Work task ▸
Give the data a second time, exactly and in full.

The data ▸
* * * * * * *

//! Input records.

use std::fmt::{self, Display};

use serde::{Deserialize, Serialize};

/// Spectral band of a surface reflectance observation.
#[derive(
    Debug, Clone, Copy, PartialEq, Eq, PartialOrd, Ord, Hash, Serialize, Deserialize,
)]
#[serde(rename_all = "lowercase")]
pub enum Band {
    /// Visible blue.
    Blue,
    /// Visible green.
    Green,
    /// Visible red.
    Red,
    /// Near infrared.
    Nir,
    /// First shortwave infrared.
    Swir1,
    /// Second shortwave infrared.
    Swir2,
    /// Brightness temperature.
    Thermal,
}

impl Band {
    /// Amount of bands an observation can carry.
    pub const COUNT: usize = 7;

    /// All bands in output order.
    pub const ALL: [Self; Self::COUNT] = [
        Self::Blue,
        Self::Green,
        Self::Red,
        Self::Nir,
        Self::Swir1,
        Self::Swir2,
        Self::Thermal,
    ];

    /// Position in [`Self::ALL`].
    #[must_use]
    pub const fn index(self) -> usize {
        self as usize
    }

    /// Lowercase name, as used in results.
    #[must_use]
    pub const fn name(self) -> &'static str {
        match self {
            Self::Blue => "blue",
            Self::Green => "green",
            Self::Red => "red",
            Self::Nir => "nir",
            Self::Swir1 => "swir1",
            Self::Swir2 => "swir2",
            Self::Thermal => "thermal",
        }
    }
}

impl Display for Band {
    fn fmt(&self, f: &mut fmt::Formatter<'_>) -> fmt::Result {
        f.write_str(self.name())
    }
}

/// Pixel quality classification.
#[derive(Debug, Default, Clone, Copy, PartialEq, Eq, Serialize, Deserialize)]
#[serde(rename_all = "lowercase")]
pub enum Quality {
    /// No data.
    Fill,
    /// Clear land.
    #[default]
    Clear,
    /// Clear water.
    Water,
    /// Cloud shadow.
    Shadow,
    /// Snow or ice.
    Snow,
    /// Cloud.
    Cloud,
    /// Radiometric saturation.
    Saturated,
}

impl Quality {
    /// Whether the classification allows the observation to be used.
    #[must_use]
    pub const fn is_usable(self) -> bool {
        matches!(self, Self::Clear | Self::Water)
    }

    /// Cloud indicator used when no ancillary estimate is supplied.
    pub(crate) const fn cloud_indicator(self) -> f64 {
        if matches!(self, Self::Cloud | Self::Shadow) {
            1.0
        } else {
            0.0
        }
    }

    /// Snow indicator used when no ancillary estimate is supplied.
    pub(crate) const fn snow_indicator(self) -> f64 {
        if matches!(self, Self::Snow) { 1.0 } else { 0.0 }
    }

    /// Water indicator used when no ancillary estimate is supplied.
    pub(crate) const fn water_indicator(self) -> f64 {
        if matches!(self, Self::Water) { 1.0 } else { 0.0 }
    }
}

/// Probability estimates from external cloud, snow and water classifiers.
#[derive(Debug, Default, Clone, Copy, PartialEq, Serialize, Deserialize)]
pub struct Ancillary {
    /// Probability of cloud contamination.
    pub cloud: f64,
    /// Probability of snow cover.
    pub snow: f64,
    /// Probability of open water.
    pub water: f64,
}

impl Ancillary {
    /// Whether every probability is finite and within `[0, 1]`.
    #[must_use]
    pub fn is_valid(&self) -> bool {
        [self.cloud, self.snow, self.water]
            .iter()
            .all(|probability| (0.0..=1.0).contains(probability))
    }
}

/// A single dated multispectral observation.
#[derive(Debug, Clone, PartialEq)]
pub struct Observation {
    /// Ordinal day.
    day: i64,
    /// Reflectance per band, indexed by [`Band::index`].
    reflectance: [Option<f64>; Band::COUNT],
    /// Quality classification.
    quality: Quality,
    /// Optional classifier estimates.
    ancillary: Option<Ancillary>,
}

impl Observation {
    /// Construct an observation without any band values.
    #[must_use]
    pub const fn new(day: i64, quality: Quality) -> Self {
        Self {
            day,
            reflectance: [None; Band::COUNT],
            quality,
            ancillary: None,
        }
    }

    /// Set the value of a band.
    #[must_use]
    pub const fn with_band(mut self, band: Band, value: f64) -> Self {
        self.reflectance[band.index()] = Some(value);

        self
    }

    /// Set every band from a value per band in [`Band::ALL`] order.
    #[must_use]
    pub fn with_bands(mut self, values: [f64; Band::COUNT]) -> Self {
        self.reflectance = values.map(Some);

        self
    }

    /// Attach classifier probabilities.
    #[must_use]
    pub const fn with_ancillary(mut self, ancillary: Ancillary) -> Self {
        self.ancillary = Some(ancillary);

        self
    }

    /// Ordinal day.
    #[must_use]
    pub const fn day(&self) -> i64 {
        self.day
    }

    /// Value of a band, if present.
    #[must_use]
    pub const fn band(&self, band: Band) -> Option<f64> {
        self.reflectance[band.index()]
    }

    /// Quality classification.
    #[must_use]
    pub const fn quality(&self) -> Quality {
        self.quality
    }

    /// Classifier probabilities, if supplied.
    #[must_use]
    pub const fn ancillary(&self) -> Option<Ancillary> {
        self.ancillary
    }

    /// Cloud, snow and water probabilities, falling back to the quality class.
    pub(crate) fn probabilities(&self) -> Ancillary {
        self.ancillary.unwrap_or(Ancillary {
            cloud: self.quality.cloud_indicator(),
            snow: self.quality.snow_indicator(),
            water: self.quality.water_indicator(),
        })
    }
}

* * * * * * *

Expected answer ▸
//! Input records.

use std::fmt::{self, Display};

use serde::{Deserialize, Serialize};

/// Spectral band of a surface reflectance observation.
#[derive(
    Debug, Clone, Copy, PartialEq, Eq, PartialOrd, Ord, Hash, Serialize, Deserialize,
)]
#[serde(rename_all = "lowercase")]
pub enum Band {
    /// Visible blue.
    Blue,
    /// Visible green.
    Green,
    /// Visible red.
    Red,
    /// Near infrared.
    Nir,
    /// First shortwave infrared.
    Swir1,
    /// Second shortwave infrared.
    Swir2,
    /// Brightness temperature.
    Thermal,
}

impl Band {
    /// Amount of bands an observation can carry.
    pub const COUNT: usize = 7;

    /// All bands in output order.
    pub const ALL: [Self; Self::COUNT] = [
        Self::Blue,
        Self::Green,
        Self::Red,
        Self::Nir,
        Self::Swir1,
        Self::Swir2,
        Self::Thermal,
    ];

    /// Position in [`Self::ALL`].
    #[must_use]
    pub const fn index(self) -> usize {
        self as usize
    }

    /// Lowercase name, as used in results.
    #[must_use]
    pub const fn name(self) -> &'static str {
        match self {
            Self::Blue => "blue",
            Self::Green => "green",
            Self::Red => "red",
            Self::Nir => "nir",
            Self::Swir1 => "swir1",
            Self::Swir2 => "swir2",
            Self::Thermal => "thermal",
        }
    }
}

impl Display for Band {
    fn fmt(&self, f: &mut fmt::Formatter<'_>) -> fmt::Result {
        f.write_str(self.name())
    }
}

/// Pixel quality classification.
#[derive(Debug, Default, Clone, Copy, PartialEq, Eq, Serialize, Deserialize)]
#[serde(rename_all = "lowercase")]
pub enum Quality {
    /// No data.
    Fill,
    /// Clear land.
    #[default]
    Clear,
    /// Clear water.
    Water,
    /// Cloud shadow.
    Shadow,
    /// Snow or ice.
    Snow,
    /// Cloud.
    Cloud,
    /// Radiometric saturation.
    Saturated,
}

impl Quality {
    /// Whether the classification allows the observation to be used.
    #[must_use]
    pub const fn is_usable(self) -> bool {
        matches!(self, Self::Clear | Self::Water)
    }

    /// Cloud indicator used when no ancillary estimate is supplied.
    pub(crate) const fn cloud_indicator(self) -> f64 {
        if matches!(self, Self::Cloud | Self::Shadow) {
            1.0
        } else {
            0.0
        }
    }

    /// Snow indicator used when no ancillary estimate is supplied.
    pub(crate) const fn snow_indicator(self) -> f64 {
        if matches!(self, Self::Snow) { 1.0 } else { 0.0 }
    }

    /// Water indicator used when no ancillary estimate is supplied.
    pub(crate) const fn water_indicator(self) -> f64 {
        if matches!(self, Self::Water) { 1.0 } else { 0.0 }
    }
}

/// Probability estimates from external cloud, snow and water classifiers.
#[derive(Debug, Default, Clone, Copy, PartialEq, Serialize, Deserialize)]
pub struct Ancillary {
    /// Probability of cloud contamination.
    pub cloud: f64,
    /// Probability of snow cover.
    pub snow: f64,
    /// Probability of open water.
    pub water: f64,
}

impl Ancillary {
    /// Whether every probability is finite and within `[0, 1]`.
    #[must_use]
    pub fn is_valid(&self) -> bool {
        [self.cloud, self.snow, self.water]
            .iter()
            .all(|probability| (0.0..=1.0).contains(probability))
    }
}

/// A single dated multispectral observation.
#[derive(Debug, Clone, PartialEq)]
pub struct Observation {
    /// Ordinal day.
    day: i64,
    /// Reflectance per band, indexed by [`Band::index`].
    reflectance: [Option<f64>; Band::COUNT],
    /// Quality classification.
    quality: Quality,
    /// Optional classifier estimates.
    ancillary: Option<Ancillary>,
}

impl Observation {
    /// Construct an observation without any band values.
    #[must_use]
    pub const fn new(day: i64, quality: Quality) -> Self {
        Self {
            day,
            reflectance: [None; Band::COUNT],
            quality,
            ancillary: None,
        }
    }

    /// Set the value of a band.
    #[must_use]
    pub const fn with_band(mut self, band: Band, value: f64) -> Self {
        self.reflectance[band.index()] = Some(value);

        self
    }

    /// Set every band from a value per band in [`Band::ALL`] order.
    #[must_use]
    pub fn with_bands(mut self, values: [f64; Band::COUNT]) -> Self {
        self.reflectance = values.map(Some);

        self
    }

    /// Attach classifier probabilities.
    #[must_use]
    pub const fn with_ancillary(mut self, ancillary: Ancillary) -> Self {
        self.ancillary = Some(ancillary);

        self
    }

    /// Ordinal day.
    #[must_use]
    pub const fn day(&self) -> i64 {
        self.day
    }

    /// Value of a band, if present.
    #[must_use]
    pub const fn band(&self, band: Band) -> Option<f64> {
        self.reflectance[band.index()]
    }

    /// Quality classification.
    #[must_use]
    pub const fn quality(&self) -> Quality {
        self.quality
    }

    /// Classifier probabilities, if supplied.
    #[must_use]
    pub const fn ancillary(&self) -> Option<Ancillary> {
        self.ancillary
    }

    /// Cloud, snow and water probabilities, falling back to the quality class.
    pub(crate) fn probabilities(&self) -> Ancillary {
        self.ancillary.unwrap_or(Ancillary {
            cloud: self.quality.cloud_indicator(),
            snow: self.quality.snow_indicator(),
            water: self.quality.water_indicator(),
        })
    }
}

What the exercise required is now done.